• PROBLEM REQUIREMENTS: Read the records below. Copy each line where the string "impl" occurs.

• INPUT DATA:
//! Log subscription bookkeeping.
//!
//! Maps node-assigned subscription ids to the log and error channels handed
//! out to callers, and converts `eth_subscription` payloads into [`RawLog`]s.

use std::collections::HashMap;
use std::sync::{Arc, Mutex, MutexGuard, PoisonError};

use alloy_primitives::{Address, Bytes, B256, U64};
use chainrelay_core::error::TransportError;
use chainrelay_core::event::RawLog;
use chainrelay_core::transport::SubscriptionId;
use serde::Deserialize;
use serde_json::Value;
use tokio::sync::mpsc;

/// Notifications that arrive before their subscription is registered are
/// held up to this many per id.
const EARLY_BUFFER_LIMIT: usize = 1024;

/// Log object as it appears in an `eth_subscription` notification.
#[derive(Debug, Clone, Deserialize)]
#[serde(rename_all = "camelCase")]
pub struct WireLog {
    pub address: Address,
    #[serde(default)]
    pub topics: Vec<B256>,
    #[serde(default)]
    pub data: Bytes,
    #[serde(default)]
    pub block_number: Option<U64>,
    /// Required: together with `log_index` it identifies the record
    pub transaction_hash: B256,
    pub log_index: U64,
    /// Set when the log was reorged out
    #[serde(default)]
    pub removed: bool,
}

impl WireLog {
    /// `None` for removed logs.
    pub fn into_raw(self) -> Option<RawLog> {
        if self.removed {
            return None;
        }
        Some(RawLog {
            address: self.address,
            topics: self.topics,
            data: self.data,
            block_number: self.block_number.unwrap_or_default().to::<u64>(),
            transaction_hash: self.transaction_hash,
            log_index: self.log_index.to::<u64>(),
        })
    }
}

struct SubscriptionEntry {
    logs: mpsc::UnboundedSender<RawLog>,
    errors: mpsc::UnboundedSender<TransportError>,
}

#[derive(Default)]
struct Inner {
    entries: HashMap<SubscriptionId, SubscriptionEntry>,
    early: HashMap<SubscriptionId, Vec<Value>>,
    /// Set once the connection is gone
    closed: Option<String>,
}

/// Routes notifications to the channels of active subscriptions.
#[derive(Clone, Default)]
pub struct SubscriptionManager {
    inner: Arc<Mutex<Inner>>,
}

impl SubscriptionManager {
    pub fn new() -> Self {
        Self::default()
    }

    fn lock(&self) -> MutexGuard<'_, Inner> {
        self.inner.lock().unwrap_or_else(PoisonError::into_inner)
    }

    /// Register a new subscription and return its (logs, errors) receivers.
    /// Notifications that raced ahead of the `eth_subscribe` reply are
    /// delivered first.
    pub fn register(
        &self,
        id: SubscriptionId,
    ) -> (
        mpsc::UnboundedReceiver<RawLog>,
        mpsc::UnboundedReceiver<TransportError>,
    ) {
        let (log_tx, log_rx) = mpsc::unbounded_channel();
        let (err_tx, err_rx) = mpsc::unbounded_channel();
        let mut inner = self.lock();
        if let Some(reason) = &inner.closed {
            let _ = err_tx.send(TransportError::WebSocket(reason.clone()));
            return (log_rx, err_rx);
        }
        if let Some(early) = inner.early.remove(&id) {
            for payload in early {
                forward_log(&id, &log_tx, payload);
            }
        }
        inner.entries.insert(
            id,
            SubscriptionEntry {
                logs: log_tx,
                errors: err_tx,
            },
        );
        (log_rx, err_rx)
    }

    /// Forward an incoming notification to the correct subscription.
    pub fn dispatch(&self, id: &SubscriptionId, payload: Value) {
        let mut inner = self.lock();
        match inner.entries.get(id) {
            Some(entry) => forward_log(id, &entry.logs, payload),
            None => {
                let buf = inner.early.entry(id.clone()).or_default();
                if buf.len() < EARLY_BUFFER_LIMIT {
                    buf.push(payload);
                }
            }
        }
    }

    /// Remove a subscription (e.g. after `eth_unsubscribe`).
    pub fn remove(&self, id: &SubscriptionId) {
        let mut inner = self.lock();
        inner.entries.remove(id);
        inner.early.remove(id);
    }

    /// Fail every subscription: the connection is gone. Drops all entries, so
    /// both channels close after the error is delivered. Later registrations
    /// fail immediately.
    pub fn fail_all(&self, reason: &str) {
        let mut inner = self.lock();
        inner.closed = Some(reason.to_string());
        for (id, entry) in inner.entries.drain() {
            tracing::debug!(subscription = %id, reason, "failing subscription");
            let _ = entry.errors.send(TransportError::WebSocket(reason.to_string()));
        }
        inner.early.clear();
    }

    pub fn len(&self) -> usize {
        self.lock().entries.len()
    }

    pub fn is_empty(&self) -> bool {
        self.len() == 0
    }
}

fn forward_log(id: &SubscriptionId, tx: &mpsc::UnboundedSender<RawLog>, payload: Value) {
    match serde_json::from_value::<WireLog>(payload) {
        Ok(wire) => match wire.into_raw() {
            Some(raw) => {
                let _ = tx.send(raw);
            }
            None => tracing::debug!(subscription = %id, "dropping removed log"),
        },
        Err(e) => tracing::warn!(subscription = %id, error = %e, "malformed log notification"),
    }
}

#[cfg(test)]
mod tests {
    use super::*;
    use serde_json::json;

    fn log_json(removed: bool) -> Value {
        json!({
            "address": "0x03a07c5991b70497813f8cb4c886f19e1a231d5c",
            "topics": ["0x0f6798a560793a54c3bcfe86a93cde1e73087d944c0ea20544137d4121396885"],
            "data": "0x00",
            "blockNumber": "0x1a",
            "transactionHash": format!("0x{}", "ab".repeat(32)),
            "logIndex": "0x3",
            "blockHash": format!("0x{}", "cd".repeat(32)),
            "removed": removed
        })
    }

    #[test]
    fn wire_log_to_raw() {
        let wire: WireLog = serde_json::from_value(log_json(false)).unwrap();
        let raw = wire.into_raw().unwrap();
        assert_eq!(raw.block_number, 26);
        assert_eq!(raw.log_index, 3);
        assert_eq!(raw.topics.len(), 1);
        assert_eq!(raw.data.len(), 1);
    }

    #[test]
    fn log_without_position_is_rejected() {
        for field in ["transactionHash", "logIndex"] {
            let mut payload = log_json(false);
            payload.as_object_mut().unwrap().remove(field);
            assert!(serde_json::from_value::<WireLog>(payload).is_err(), "{field}");

            let mut payload = log_json(false);
            payload[field] = Value::Null;
            assert!(serde_json::from_value::<WireLog>(payload).is_err(), "{field}");
        }
    }

    #[test]
    fn logs_without_position_are_not_delivered() {
        let mgr = SubscriptionManager::new();
        let id = SubscriptionId("0x5".into());
        let (mut logs, _errors) = mgr.register(id.clone());

        for data in ["0x01", "0x02"] {
            let mut payload = log_json(false);
            let obj = payload.as_object_mut().unwrap();
            obj.remove("transactionHash");
            obj.remove("logIndex");
            obj.insert("data".into(), json!(data));
            mgr.dispatch(&id, payload);
        }
        mgr.dispatch(&id, log_json(false));

        let delivered = logs.try_recv().unwrap();
        assert_eq!(delivered.log_index, 3);
        assert_eq!(delivered.transaction_hash, B256::repeat_byte(0xab));
        assert!(logs.try_recv().is_err());
    }

    #[test]
    fn register_and_dispatch() {
        let mgr = SubscriptionManager::new();
        let id = SubscriptionId("0xdeadbeef".into());
        let (mut logs, _errors) = mgr.register(id.clone());

        mgr.dispatch(&id, log_json(false));
        mgr.dispatch(&id, log_json(true));

        assert_eq!(logs.try_recv().unwrap().log_index, 3);
        assert!(logs.try_recv().is_err(), "removed log must be dropped");
    }

    #[test]
    fn early_notifications_are_replayed() {
        let mgr = SubscriptionManager::new();
        let id = SubscriptionId("0x1".into());
        mgr.dispatch(&id, log_json(false));

        let (mut logs, _errors) = mgr.register(id);
        assert!(logs.try_recv().is_ok());
    }

    #[test]
    fn fail_all_signals_errors_and_closes() {
        let mgr = SubscriptionManager::new();
        let id = SubscriptionId("0x2".into());
        let (mut logs, mut errors) = mgr.register(id);
        assert_eq!(mgr.len(), 1);

        mgr.fail_all("socket closed");
        assert!(matches!(errors.try_recv(), Ok(TransportError::WebSocket(_))));
        assert!(mgr.is_empty());
        assert!(matches!(
            logs.try_recv(),
            Err(mpsc::error::TryRecvError::Disconnected)
        ));
    }

    #[test]
    fn register_after_close_fails_immediately() {
        let mgr = SubscriptionManager::new();
        mgr.fail_all("stream ended");
        let (_logs, mut errors) = mgr.register(SubscriptionId("0x4".into()));
        assert!(errors.try_recv().is_ok());
        assert!(mgr.is_empty());
    }

    #[test]
    fn remove_subscription() {
        let mgr = SubscriptionManager::new();
        let id = SubscriptionId("0x3".into());
        let _rx = mgr.register(id.clone());
        mgr.remove(&id);
        assert_eq!(mgr.len(), 0);
    }
}
//! `ContractMonitor`: periodic reads of zero-argument view functions
//! (`name`, `symbol`, `totalSupply`, …) via `eth_call`.
//!
//! Each round opens its own session through the [`Connector`], so the
//! monitor never shares a socket with a log subscription. Results are
//! logged only.

use alloy_primitives::{Address, Bytes};
use chainrelay_core::{
    chain::ChainId,
    transport::{Connector, LogTransport},
    types::NormalizedValue,
};
use chainrelay_evm::ViewFunction;
use std::sync::Arc;
use std::time::Duration;
use tokio_util::sync::CancellationToken;
use tracing::{debug, info, warn};

/// Result of one view-function read.
#[derive(Debug, Clone, PartialEq, Eq)]
pub struct ViewReading {
    pub function: String,
    pub value: Result<NormalizedValue, String>,
}

pub struct ContractMonitor {
    chain: ChainId,
    contract: String,
    address: Address,
    functions: Vec<ViewFunction>,
    connector: Arc<dyn Connector>,
    interval: Duration,
    retry_delay: Duration,
}

impl ContractMonitor {
    pub fn new(
        chain: ChainId,
        contract: impl Into<String>,
        address: Address,
        functions: Vec<ViewFunction>,
        connector: Arc<dyn Connector>,
    ) -> Self {
        Self {
            chain,
            contract: contract.into(),
            address,
            functions,
            connector,
            interval: Duration::from_secs(60),
            retry_delay: Duration::from_secs(5),
        }
    }

    pub fn with_interval(mut self, interval: Duration) -> Self {
        self.interval = interval;
        self
    }

    pub fn with_retry_delay(mut self, delay: Duration) -> Self {
        self.retry_delay = delay;
        self
    }

    pub fn functions(&self) -> &[ViewFunction] {
        &self.functions
    }

    /// Poll until cancelled. Connection failures are logged and retried
    /// after `retry_delay`; they never stop the monitor.
    pub async fn run(&self, cancel: CancellationToken) {
        info!(
            chain = %self.chain,
            contract = %self.contract,
            functions = self.functions.len(),
            interval_secs = self.interval.as_secs(),
            "contract monitor started"
        );
        loop {
            let connected = tokio::select! {
                biased;
                _ = cancel.cancelled() => break,
                c = self.connector.connect(&self.chain) => c,
            };

            let wait = match connected {
                Ok(transport) => {
                    tokio::select! {
                        biased;
                        _ = cancel.cancelled() => break,
                        readings = self.read_all(transport.as_ref()) => self.report(&readings),
                    }
                    self.interval
                }
                Err(e) => {
                    warn!(chain = %self.chain, contract = %self.contract, "monitor connect failed: {e}");
                    self.retry_delay
                }
            };

            tokio::select! {
                biased;
                _ = cancel.cancelled() => break,
                _ = tokio::time::sleep(wait) => {}
            }
        }
        debug!(chain = %self.chain, contract = %self.contract, "contract monitor stopped");
    }

    /// Read every configured function once over `transport`.
    pub async fn read_all(&self, transport: &dyn LogTransport) -> Vec<ViewReading> {
        let mut readings = Vec::with_capacity(self.functions.len());
        for function in &self.functions {
            let calldata = Bytes::copy_from_slice(&function.selector);
            let value = match transport.call(&self.address, &calldata).await {
                Ok(output) => function.decode_output(&output).map_err(|e| e.to_string()),
                Err(e) => Err(e.to_string()),
            };
            readings.push(ViewReading {
                function: function.name.clone(),
                value,
            });
        }
        readings
    }

    fn report(&self, readings: &[ViewReading]) {
        for reading in readings {
            match &reading.value {
                Ok(value) => info!(
                    chain = %self.chain,
                    contract = %self.contract,
                    function = %reading.function,
                    value = %value,
                    "contract state"
                ),
                Err(e) => warn!(
                    chain = %self.chain,
                    contract = %self.contract,
                    function = %reading.function,
                    "view call failed: {e}"
                ),
            }
        }
    }
}
//! `RetryOrchestrator`: supervised connect → subscribe → drain loop for one
//! (chain, contract) pair.
//!
//! ```text
//! Idle → Connecting → Subscribed ─(error)→ Failed → Connecting → …
//!             └──(connect/subscribe error)→ Failed ─(budget spent)→ Aborted
//! any state ─(cancel)→ Stopped
//! ```
//!
//! Every attempt uses a brand-new transport from the [`Connector`]; a stale
//! session is unsubscribed and dropped before the next attempt. Reaching
//! `Subscribed` resets the failure counter.

use chainrelay_core::{
    chain::ChainId,
    error::{StreamError, TransportError},
    transport::{Connector, LogFilter, LogSubscription, LogTransport, SubscriptionId},
};
use std::sync::Arc;
use std::time::Duration;
use tokio::sync::{watch, Semaphore};
use tokio_util::sync::CancellationToken;
use tracing::{debug, error, info, warn};

use crate::processor::LogProcessor;
use crate::retry::RetryPolicy;

/// Lifecycle of an orchestrator, published on a `watch` channel.
#[derive(Debug, Clone, Copy, PartialEq, Eq)]
pub enum OrchestratorState {
    Idle,
    /// `attempt` is 1 + the current consecutive failure count
    Connecting { attempt: u32 },
    Subscribed,
    Failed { failures: u32 },
    Aborted,
    Stopped,
}

/// Why a drain loop ended.
enum DrainEnd {
    Cancelled,
    Dropped(TransportError),
}

pub struct RetryOrchestrator {
    chain: ChainId,
    filter: LogFilter,
    connector: Arc<dyn Connector>,
    processor: Arc<LogProcessor>,
    policy: RetryPolicy,
    in_flight: Arc<Semaphore>,
    subscribe_timeout: Duration,
    state: watch::Sender<OrchestratorState>,
}

impl RetryOrchestrator {
    pub fn new(
        chain: ChainId,
        filter: LogFilter,
        connector: Arc<dyn Connector>,
        processor: Arc<LogProcessor>,
        policy: RetryPolicy,
        in_flight: Arc<Semaphore>,
    ) -> Self {
        let (state, _) = watch::channel(OrchestratorState::Idle);
        Self {
            chain,
            filter,
            connector,
            processor,
            policy,
            in_flight,
            subscribe_timeout: Duration::from_secs(15),
            state,
        }
    }

    pub fn with_subscribe_timeout(mut self, timeout: Duration) -> Self {
        self.subscribe_timeout = timeout;
        self
    }

    /// Observe state transitions.
    pub fn state(&self) -> watch::Receiver<OrchestratorState> {
        self.state.subscribe()
    }

    fn set_state(&self, state: OrchestratorState) {
        self.state.send_replace(state);
    }

    /// Run until cancelled (`Ok`) or until `max_attempts` consecutive
    /// failures (`Err(StreamError::Aborted)`).
    pub async fn run(&self, cancel: CancellationToken) -> Result<(), StreamError> {
        let contract = self.processor.contract().to_string();
        let mut failures = 0u32;

        loop {
            let attempt = failures + 1;
            self.set_state(OrchestratorState::Connecting { attempt });
            debug!(chain = %self.chain, contract = %contract, attempt, "connecting");

            let established = tokio::select! {
                biased;
                _ = cancel.cancelled() => {
                    self.stopped();
                    return Ok(());
                }
                r = self.establish() => r,
            };

            let failure = match established {
                Ok((transport, subscription)) => {
                    failures = 0;
                    self.set_state(OrchestratorState::Subscribed);
                    info!(
                        chain = %self.chain,
                        contract = %contract,
                        subscription = %subscription.id,
                        "subscribed to logs"
                    );
                    match self.drain(transport, subscription, &cancel).await {
                        DrainEnd::Cancelled => {
                            self.stopped();
                            return Ok(());
                        }
                        DrainEnd::Dropped(e) => StreamError::SubscriptionDropped(e),
                    }
                }
                Err(e) => e,
            };

            failures += 1;
            self.processor.metrics().record_reconnect();
            self.set_state(OrchestratorState::Failed { failures });

            if self.policy.is_exhausted(failures) {
                self.set_state(OrchestratorState::Aborted);
                error!(
                    chain = %self.chain,
                    contract = %contract,
                    attempts = failures,
                    "giving up: {failure}"
                );
                return Err(StreamError::Aborted {
                    attempts: failures,
                    last_error: failure.to_string(),
                });
            }

            let delay = self.policy.next_delay(failures).unwrap_or_default();
            warn!(
                chain = %self.chain,
                contract = %contract,
                attempt = failures,
                delay_ms = delay.as_millis() as u64,
                "stream failed, reconnecting: {failure}"
            );

            tokio::select! {
                biased;
                _ = cancel.cancelled() => {
                    self.stopped();
                    return Ok(());
                }
                _ = tokio::time::sleep(delay) => {}
            }
        }
    }

    fn stopped(&self) {
        self.set_state(OrchestratorState::Stopped);
        info!(chain = %self.chain, contract = %self.processor.contract(), "stopped");
    }

    /// Open a fresh session and register the log subscription on it.
    async fn establish(&self) -> Result<(Arc<dyn LogTransport>, LogSubscription), StreamError> {
        let transport = self.connector.connect(&self.chain).await?;
        let subscribe = transport.subscribe_logs(&self.filter);
        match tokio::time::timeout(self.subscribe_timeout, subscribe).await {
            Ok(Ok(subscription)) => Ok((transport, subscription)),
            Ok(Err(e)) => Err(StreamError::SubscriptionFailed(e)),
            Err(_) => Err(StreamError::SubscriptionFailed(TransportError::Timeout {
                ms: self.subscribe_timeout.as_millis() as u64,
            })),
        }
    }

    /// Hand every incoming log to a bounded processing task until the
    /// subscription dies or `cancel` fires. Always releases the subscription.
    async fn drain(
        &self,
        transport: Arc<dyn LogTransport>,
        subscription: LogSubscription,
        cancel: &CancellationToken,
    ) -> DrainEnd {
        let LogSubscription {
            id,
            mut logs,
            mut errors,
        } = subscription;

        let end = loop {
            tokio::select! {
                biased;
                _ = cancel.cancelled() => break DrainEnd::Cancelled,
                next = logs.recv() => {
                    let Some(raw) = next else {
                        break DrainEnd::Dropped(errors.try_recv().unwrap_or(TransportError::Closed));
                    };
                    // waits here when max_in_flight tasks are running
                    let permit = tokio::select! {
                        biased;
                        _ = cancel.cancelled() => break DrainEnd::Cancelled,
                        p = self.in_flight.clone().acquire_owned() => match p {
                            Ok(p) => p,
                            Err(_) => break DrainEnd::Cancelled,
                        },
                    };
                    let processor = Arc::clone(&self.processor);
                    let session = Arc::clone(&transport);
                    tokio::spawn(async move {
                        let _permit = permit;
                        processor.process(raw, Some(session)).await;
                    });
                }
                err = errors.recv() => break DrainEnd::Dropped(err.unwrap_or(TransportError::Closed)),
            }
        };

        self.release(transport.as_ref(), &id).await;
        end
    }

    async fn release(&self, transport: &dyn LogTransport, id: &SubscriptionId) {
        match tokio::time::timeout(self.subscribe_timeout, transport.unsubscribe(id)).await {
            Ok(Ok(acknowledged)) => {
                debug!(chain = %self.chain, subscription = %id, acknowledged, "unsubscribed")
            }
            Ok(Err(e)) => debug!(chain = %self.chain, subscription = %id, "unsubscribe failed: {e}"),
            Err(_) => debug!(chain = %self.chain, subscription = %id, "unsubscribe timed out"),
        }
    }
}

• ANSWER BOX:
impl WireLog {
impl SubscriptionManager {
impl ContractMonitor {
        contract: impl Into<String>,
impl RetryOrchestrator {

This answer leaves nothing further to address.